One risk for the company is the lack of a transparent pipeline. Most biotech companies have transparency regarding the exact drugs that are being developed and their clinical stage of development. However, AMAG does not develop its own drugs. Instead, the company has a strategy to expand its product portfolio through in-licensing or acquisition. As a result of this strategy, we do not know what new developments are on the horizon. There is no transparency in what companies AMAG is in collaboration with regarding new developments. The good news is that future revenue can be forecasted for sales of the current products, Feraheme and MuGard.
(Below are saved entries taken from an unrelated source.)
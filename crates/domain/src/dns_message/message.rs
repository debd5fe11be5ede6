use super::{Header, Question, Record, ResourceRecord, ResponseCode, WireReader, HEADER_SIZE};
use crate::DomainError;
use bytes::{Bytes, BytesMut};

#[derive(Debug, Clone, Copy, PartialEq, Eq)]
pub enum MessageKind {
    Request,
    Response,
}

impl MessageKind {
    fn is_response(self) -> bool {
        matches!(self, MessageKind::Response)
    }
}

/// A complete DNS message.
///
/// Requests carry only questions; responses additionally carry the
/// answer, authority and additional sections in the order received.
#[derive(Debug, Clone, PartialEq, Eq)]
pub struct Message {
    header: Header,
    questions: Vec<Question>,
    answers: Vec<Record>,
    authorities: Vec<Record>,
    additionals: Vec<Record>,
}

impl Message {
    pub fn request(header: Header, questions: Vec<Question>) -> Self {
        Self {
            header: Header {
                response: false,
                ..header
            },
            questions,
            answers: Vec::new(),
            authorities: Vec::new(),
            additionals: Vec::new(),
        }
    }

    pub fn response(
        header: Header,
        questions: Vec<Question>,
        answers: Vec<Record>,
        authorities: Vec<Record>,
        additionals: Vec<Record>,
    ) -> Self {
        Self {
            header: Header {
                response: true,
                ..header
            },
            questions,
            answers,
            authorities,
            additionals,
        }
    }

    pub fn kind(&self) -> MessageKind {
        if self.header.response {
            MessageKind::Response
        } else {
            MessageKind::Request
        }
    }

    pub fn header(&self) -> &Header {
        &self.header
    }

    pub fn id(&self) -> u16 {
        self.header.id
    }

    pub fn response_code(&self) -> ResponseCode {
        self.header.response_code
    }

    pub fn is_truncated(&self) -> bool {
        self.header.truncated
    }

    pub fn questions(&self) -> &[Question] {
        &self.questions
    }

    pub fn answers(&self) -> &[Record] {
        &self.answers
    }

    pub fn authorities(&self) -> &[Record] {
        &self.authorities
    }

    pub fn additionals(&self) -> &[Record] {
        &self.additionals
    }

    /// Header with every count taken from the current section lengths.
    pub fn recomputed_header(&self) -> Result<Header, DomainError> {
        Ok(self.header.with_counts(
            section_count("question", self.questions.len())?,
            section_count("answer", self.answers.len())?,
            section_count("authority", self.authorities.len())?,
            section_count("additional", self.additionals.len())?,
        ))
    }

    pub fn with_recomputed_counts(self) -> Result<Self, DomainError> {
        let header = self.recomputed_header()?;
        Ok(Self { header, ..self })
    }

    pub fn size(&self) -> usize {
        HEADER_SIZE
            + self.questions.iter().map(Question::size).sum::<usize>()
            + self
                .answers
                .iter()
                .chain(&self.authorities)
                .chain(&self.additionals)
                .map(Record::size)
                .sum::<usize>()
    }

    pub fn to_bytes(&self) -> Result<Bytes, DomainError> {
        let mut buf = BytesMut::with_capacity(self.size());
        self.recomputed_header()?.write_to(&mut buf);
        for question in &self.questions {
            question.write_to(&mut buf);
        }
        for record in self
            .answers
            .iter()
            .chain(&self.authorities)
            .chain(&self.additionals)
        {
            record.write_to(&mut buf)?;
        }
        Ok(buf.freeze())
    }

    /// Decodes a message, checking it is of the `expected` kind.
    ///
    /// A truncated response yields only its questions; the record sections
    /// are left empty so the caller retries over a stream transport.
    pub fn from_bytes(buf: &[u8], expected: MessageKind) -> Result<Self, DomainError> {
        let mut reader = WireReader::new(buf);
        let header = Header::decode(&mut reader)?;

        if header.response != expected.is_response() {
            return Err(DomainError::InvalidMessage(format!(
                "expected a {:?} but the response flag is {}",
                expected, header.response
            )));
        }
        if header.question_count == 0 {
            return Err(DomainError::InvalidMessage(
                "message carries no questions".to_string(),
            ));
        }

        let questions = (0..header.question_count)
            .map(|_| Question::decode(&mut reader))
            .collect::<Result<Vec<_>, _>>()?;

        if !expected.is_response() || header.truncated {
            return Ok(Self {
                header,
                questions,
                answers: Vec::new(),
                authorities: Vec::new(),
                additionals: Vec::new(),
            });
        }

        let answers = decode_records(&mut reader, header.answer_count)?;
        let authorities = decode_records(&mut reader, header.authority_count)?;
        let additionals = decode_records(&mut reader, header.additional_count)?;

        Ok(Self {
            header,
            questions,
            answers,
            authorities,
            additionals,
        })
    }

    pub fn parse_request(buf: &[u8]) -> Result<Self, DomainError> {
        Self::from_bytes(buf, MessageKind::Request)
    }

    pub fn parse_response(buf: &[u8]) -> Result<Self, DomainError> {
        Self::from_bytes(buf, MessageKind::Response)
    }
}

fn section_count(section: &str, len: usize) -> Result<u16, DomainError> {
    u16::try_from(len).map_err(|_| {
        DomainError::InvalidMessage(format!("{} section holds {} entries", section, len))
    })
}

fn decode_records(reader: &mut WireReader<'_>, count: u16) -> Result<Vec<Record>, DomainError> {
    let mut records = Vec::with_capacity(count as usize);
    for _ in 0..count {
        let (resource, data_offset) = ResourceRecord::decode(reader)?;
        records.push(Record::from_resource(resource, reader.buffer(), data_offset)?);
    }
    Ok(records)
}

#[cfg(test)]
mod tests {
    use super::*;
    use crate::dns_record::RecordType;

    fn question(name: &str, record_type: RecordType) -> Question {
        Question::new(name.parse().unwrap(), record_type)
    }

    #[test]
    fn test_request_forces_response_flag_off() {
        let header = Header {
            response: true,
            ..Header::query(1)
        };
        let message = Message::request(header, vec![question("example.com", RecordType::A)]);
        assert_eq!(message.kind(), MessageKind::Request);
        assert!(!message.header().response);
    }

    #[test]
    fn test_counts_recomputed_on_encode() {
        let header = Header::query(9).with_counts(5, 5, 5, 5);
        let message = Message::request(header, vec![question("example.com", RecordType::A)]);
        let bytes = message.to_bytes().unwrap();
        let decoded = Header::from_bytes(&bytes).unwrap();
        assert_eq!(decoded.question_count, 1);
        assert_eq!(decoded.answer_count, 0);
        assert_eq!(decoded.authority_count, 0);
        assert_eq!(decoded.additional_count, 0);
        assert_eq!(bytes.len(), message.size());
    }

    #[test]
    fn test_wrong_kind_rejected() {
        let message = Message::request(Header::query(9), vec![question("example.com", RecordType::A)]);
        let bytes = message.to_bytes().unwrap();
        assert!(matches!(
            Message::parse_response(&bytes),
            Err(DomainError::InvalidMessage(_))
        ));
        assert!(Message::parse_request(&bytes).is_ok());
    }

    #[test]
    fn test_zero_questions_rejected() {
        let header = Header {
            response: true,
            ..Header::query(3)
        };
        let bytes = header.to_bytes();
        assert!(matches!(
            Message::parse_response(&bytes),
            Err(DomainError::InvalidMessage(_))
        ));
    }
}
Another possible risk is the threat of share dilution because the company filed an S-3. This could indicate that AMAG is interested in doing a share offering to raise money for an acquisition. The S-3 filing shows that the company could implement a share offering of up to $250 million. That's about 62% of AMAG's market cap. Doing a share offering would dilute the existing shares, which is likely to reduce the value of the stock. However, AMAG does have over $200 million in cash, so small acquisitions are possible without a share offering.


AMAG is attractively priced as compared to the biotech industry. The company is at a turning point as it is expected to produce positive EPS in the second half of 2014. The efforts to increase sales of Feraheme and MuGard are likely to drive increased revenue and improved profitability for the company. However, the lack of transparency for new developments and the risk of a large share offering could keep many investors on the sidelines.

Disclosure: I have no positions in any stocks mentioned, and no plans to initiate any positions within the next 72 hours. I wrote this article myself, and it expresses my own opinions. I am not receiving compensation for it (other than from Seeking Alpha). I have no business relationship with any company whose stock is mentioned in this article.